On tend parfois à opposer la figure du “rebelle” et le projet d’une émancipation collective. L’acte de rébellion apparaît comme un acte individuel. Alors que certains valorisent la liberté de l’individu contre le collectif, d’autres n’accordent de valeur qu’à l’action d’émancipation collective. Néanmoins, il est possible de montrer que cette opposition peut s’avérer factice.
Le rebelle individualiste
Le rebelle (The Fountainhead) est un film de King Victor de 1949, avec Gary Cooper, s’inspirant des thèses de l’écrivaine individualiste et libertarienne, Ayn Rand. Le film comprend en particulier une ode à l’individualisme créateur:
“ The creators were not selfless. It is the whole secret of their power—that it was self-sufficient, self-motivated, self-generated. A first cause, a fount of energy, a life force, a Prime Mover. The creator served nothing and no one. He lived for himself.[...] “But the mind is an attribute of the individual. There is no such thing as a collective brain. There is no such thing as a collective thought. “
Dans une telle vision, l’individu créateur doit être capable de s’affirmer face au groupe et il doit être capable de préserver son individualité menacée par le social.
La figure du héros moral
Néanmoins, il existe une autre conception des rapports entre l’affirmation de soi et la vie sociale.

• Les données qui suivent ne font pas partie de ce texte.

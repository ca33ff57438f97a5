//! Deposit recording endpoints (admin side).

use api_types::deposit::{DepositList, DepositNew, DepositView, DepositsResponse};
use axum::{
    Extension, Json,
    extract::{Query, State},
    http::StatusCode,
};
use chrono::Utc;

use crate::{ServerError, server::AuthUser, server::ServerState};
use engine::DepositCmd;

pub(crate) fn deposit_view(deposit: engine::Deposit) -> DepositView {
    DepositView {
        id: deposit.id,
        member_id: deposit.member_id,
        waste_type_id: deposit.waste_type_id,
        weight_grams: deposit.weight_grams,
        price_per_kg_minor: deposit.price_per_kg_minor,
        points_per_kg: deposit.points_per_kg,
        total_minor: deposit.total_minor,
        points_earned: deposit.points_earned,
        occurred_at: deposit.occurred_at,
    }
}

pub async fn create(
    Extension(auth): Extension<AuthUser>,
    State(state): State<ServerState>,
    Json(payload): Json<DepositNew>,
) -> Result<(StatusCode, Json<DepositView>), ServerError> {
    auth.require_admin()?;

    let deposit = state
        .engine
        .record_deposit(DepositCmd::new(
            payload.member_id,
            payload.waste_type_id,
            payload.weight_grams,
            auth.username,
            Utc::now(),
        ))
        .await?;
    Ok((StatusCode::CREATED, Json(deposit_view(deposit))))
}

pub async fn list(
    Extension(auth): Extension<AuthUser>,
    State(state): State<ServerState>,
    Query(query): Query<DepositList>,
) -> Result<Json<DepositsResponse>, ServerError> {
    auth.require_admin()?;

    let deposits = state
        .engine
        .list_deposits(query.limit.unwrap_or(100))
        .await?;
    Ok(Json(DepositsResponse {
        deposits: deposits.into_iter().map(deposit_view).collect(),
    }))
}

Jean-Marie Guyau a proposé une toute autre interprétation qu’Ayn Rand de la création:
“Quel est donc le sentiment dominateur et animateur du génie ? Selon nous, le génie artistique et poétique est une forme extraordinairement intense de la sympathie et de la sociabilité, qui ne peut se satisfaire qu'en créant un monde nouveau, et un monde d'êtres vivants. Le génie est une puissance d'aimer qui, comme tout amour véritable, tend énergiquement à la fécondité et à la création de la vie. Le génie doit s'éprendre de tout et de tous pour tout comprendre. [...] A ces diverses qualités, il faut en ajouter une dont Darwin ne parle pas et dont ses biographes font mention : la faculté de l'enthousiasme, qui lui faisait aimer tout ce qu'il observait ”. (L’art au point de vue sociologique).
Cette capacité à se dépasser soi-même dans son action pour s’unir au monde est une caractéristique également de ceux que Bergson appellent les “héros moraux”:
“ ainsi des âmes privilégiées ont surgi qui se sentaient apparentées à toutes les âmes et qui, au lieu de rester dans les limites du groupe et de s’en tenir à la solidarité établie par la nature, se portaient vers l’humanité en général dans un élan d’amour. [...] L’émotion créatrice qui soulevait ces âmes privilégiées, et qui était un débordement de vitalité, s’est répandue autour d’elles : enthousiastes, elles rayonnaient un enthousiasme qui ne s’est jamais complètement éteint et qui peut toujours retrouver sa flamme” (Les deux sources de la morale et de la religion).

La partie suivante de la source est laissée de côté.